De même la réponse que Bercy a fait parvenir à Bruxelles et que le Ministre aurait voulue « discrète » n’est pas restée longtemps confidentielle. Les arguments avancés restent fumeux et légers : si les objectifs ne sont pas atteints c’est à cause de la conjoncture européenne atone et de la faible inflation. Première explication en clair : on espérait vous mener en bateau avec de la monnaie de singe. Ensuite, on s’amuse à jouer sur les statistiques en arguant le changement de méthode comptable de Bruxelles pour expliquer le dérapage sur le déficit structurel en oubliant que même avec ce raisonnement, il manque au moins 4 milliards avec ce que la Commission peut tolérer et encore en acceptant une prévision de croissance surestimée… Enfin vient l’argument politique : on ne peut pas faire plus parce qu’on n’a pas la majorité pour voter les décisions, avec un chantage sous-entendu de la menace du FN esquissé sous la forme : « le risque de rejet de l’Europe ». Et les 3,6 milliards d'euros trouvés inopinément par Sapin-les-socquettes-roses font tellement bricolage de dernière minute que la manoeuvre sensée satisfaire la Commission achève de ridiculiser la France.
C’est lâche et démagogique.
Car, l’exécutif ment aux Français sur les causes réelles de la situation dans laquelle nous nous trouvons, ce dont le gouvernement ne peut s’exonérer, il minimise l’importance de nos engagements auprès de nos partenaires, ce qui disqualifie la France, il cherche à faire constamment porter le chapeau à l’Allemagne, ce qui rend un mauvais service à la fois à notre pays et à l’Europe.

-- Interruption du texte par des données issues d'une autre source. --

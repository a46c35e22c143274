//! File-based logging bootstrap for the keyword engine.
//!
//! # Responsibility
//! - Start one rolling file logger per process.
//! - Capture panics as metadata-only log events.
//!
//! # Invariants
//! - Initialization never panics.
//! - Repeating initialization with the same level and directory is a no-op.
//! - Initialization with a different level or directory is rejected.

use flexi_logger::{Cleanup, Criterion, FileSpec, Logger, LoggerHandle, Naming, WriteMode};
use log::{error, info};
use once_cell::sync::OnceCell;
use std::path::{Path, PathBuf};

const LOG_FILE_BASENAME: &str = "dynkw";
const MAX_LOG_FILE_SIZE_BYTES: u64 = 8 * 1024 * 1024;
const MAX_LOG_FILES: usize = 4;
const MAX_PANIC_PAYLOAD_CHARS: usize = 200;

static ACTIVE: OnceCell<ActiveLogger> = OnceCell::new();
static PANIC_HOOK: OnceCell<()> = OnceCell::new();

struct ActiveLogger {
    level: &'static str,
    log_dir: PathBuf,
    _handle: LoggerHandle,
}

impl ActiveLogger {
    fn check_same(&self, level: &'static str, log_dir: &Path) -> Result<(), String> {
        if self.log_dir != log_dir {
            return Err(format!(
                "logging already writes to `{}`; refusing to switch to `{}`",
                self.log_dir.display(),
                log_dir.display()
            ));
        }
        if self.level != level {
            return Err(format!(
                "logging already runs at level `{}`; refusing to switch to `{}`",
                self.level, level
            ));
        }
        Ok(())
    }
}

/// Starts file logging at `level` under `log_dir`.
///
/// # Errors
/// - `level` is not one of trace|debug|info|warn|error.
/// - `log_dir` is empty, relative or cannot be created.
/// - The logger backend fails to start.
/// - Logging is already active with a different level or directory.
pub fn init_logging(level: &str, log_dir: &str) -> Result<(), String> {
    let level = normalize_level(level)?;
    let log_dir = normalize_log_dir(log_dir)?;

    let active = ACTIVE.get_or_try_init(|| start_logger(level, &log_dir))?;
    active.check_same(level, &log_dir)
}

fn start_logger(level: &'static str, log_dir: &Path) -> Result<ActiveLogger, String> {
    std::fs::create_dir_all(log_dir).map_err(|err| {
        format!(
            "failed to create log directory `{}`: {err}",
            log_dir.display()
        )
    })?;

    let handle = Logger::try_with_str(level)
        .map_err(|err| format!("invalid log level `{level}`: {err}"))?
        .log_to_file(
            FileSpec::default()
                .directory(log_dir)
                .basename(LOG_FILE_BASENAME),
        )
        .rotate(
            Criterion::Size(MAX_LOG_FILE_SIZE_BYTES),
            Naming::Numbers,
            Cleanup::KeepLogFiles(MAX_LOG_FILES),
        )
        .write_mode(WriteMode::BufferAndFlush)
        .append()
        .format_for_files(flexi_logger::detailed_format)
        .start()
        .map_err(|err| format!("failed to start logger: {err}"))?;

    install_panic_hook();
    info!(
        "event=engine_start module=logging status=ok platform={} level={} version={}",
        std::env::consts::OS,
        level,
        env!("CARGO_PKG_VERSION")
    );

    Ok(ActiveLogger {
        level,
        log_dir: log_dir.to_path_buf(),
        _handle: handle,
    })
}

/// `(level, log_dir)` of the active logger, if any.
pub fn logging_status() -> Option<(&'static str, PathBuf)> {
    ACTIVE.get().map(|active| (active.level, active.log_dir.clone()))
}

/// `debug` in debug builds, `info` in release builds.
pub fn default_log_level() -> &'static str {
    if cfg!(debug_assertions) {
        "debug"
    } else {
        "info"
    }
}

fn normalize_level(level: &str) -> Result<&'static str, String> {
    let normalized = level.trim().to_ascii_lowercase();
    let known = match normalized.as_str() {
        "trace" => "trace",
        "debug" => "debug",
        "info" => "info",
        "warn" | "warning" => "warn",
        "error" => "error",
        _ => {
            return Err(format!(
                "unsupported log level `{normalized}`; expected trace|debug|info|warn|error"
            ))
        }
    };
    Ok(known)
}

fn normalize_log_dir(log_dir: &str) -> Result<PathBuf, String> {
    let trimmed = log_dir.trim();
    if trimmed.is_empty() {
        return Err("log directory cannot be empty".to_string());
    }
    let path = PathBuf::from(trimmed);
    if path.is_relative() {
        return Err(format!("log directory must be absolute, got `{trimmed}`"));
    }
    Ok(path)
}

fn install_panic_hook() {
    if PANIC_HOOK.set(()).is_err() {
        return;
    }

    let previous = std::panic::take_hook();
    std::panic::set_hook(Box::new(move |panic_info| {
        let location = panic_info
            .location()
            .map_or_else(|| "unknown".to_string(), |loc| format!("{}:{}", loc.file(), loc.line()));
        let payload = panic_info
            .payload()
            .downcast_ref::<&str>()
            .map(|message| (*message).to_string())
            .or_else(|| panic_info.payload().downcast_ref::<String>().cloned())
            .unwrap_or_else(|| "non-string panic payload".to_string());
        error!(
            "event=panic_captured module=logging status=error location={} payload={}",
            location,
            sanitize_message(&payload, MAX_PANIC_PAYLOAD_CHARS)
        );
        previous(panic_info);
    }));
}

/// Flattens to one line and caps at `max_chars` characters.
fn sanitize_message(value: &str, max_chars: usize) -> String {
    let single_line = value.replace(['\n', '\r'], " ");
    let mut capped: String = single_line.chars().take(max_chars).collect();
    if single_line.chars().count() > max_chars {
        capped.push_str("...");
    }
    capped
}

La vérité, c’est que le Président n’a plus aucune marge de manœuvre, alors que son Premier Ministre a déjà consommé tout son crédit et s’est ridiculisé à courir les capitales pour aller clamer haut et fort une volonté politique démentie aussitôt par les chiffres et les faits, que n’ayant plus le soutien ni de sa majorité-peau-de-chagrin, ni du peuple, il tente la stratégie du hérisson. Sauf qu’il n’a pas de piquants. L’un peut appeler au « rassemblement », l’autre tendre la main au « Centre » : ils prêchent dans le désert. Plus personne ne les croit ni n’a confiance en eux.
Le comble c’est que non contents de créer en France les conditions d’une crise politique majeure, par immobilisme et incompétence, ils sont en train de semer les germes d’une nouvelle crise européenne.
Le Président, qui est le garant de nos Institutions, ne remplit pas son rôle quand il ne fait pas en sorte que la souveraineté (surtout si elle est partagée) de notre pays n’est plus assumée. Jamais la France ne s’est trouvée dans une situation aussi humiliante.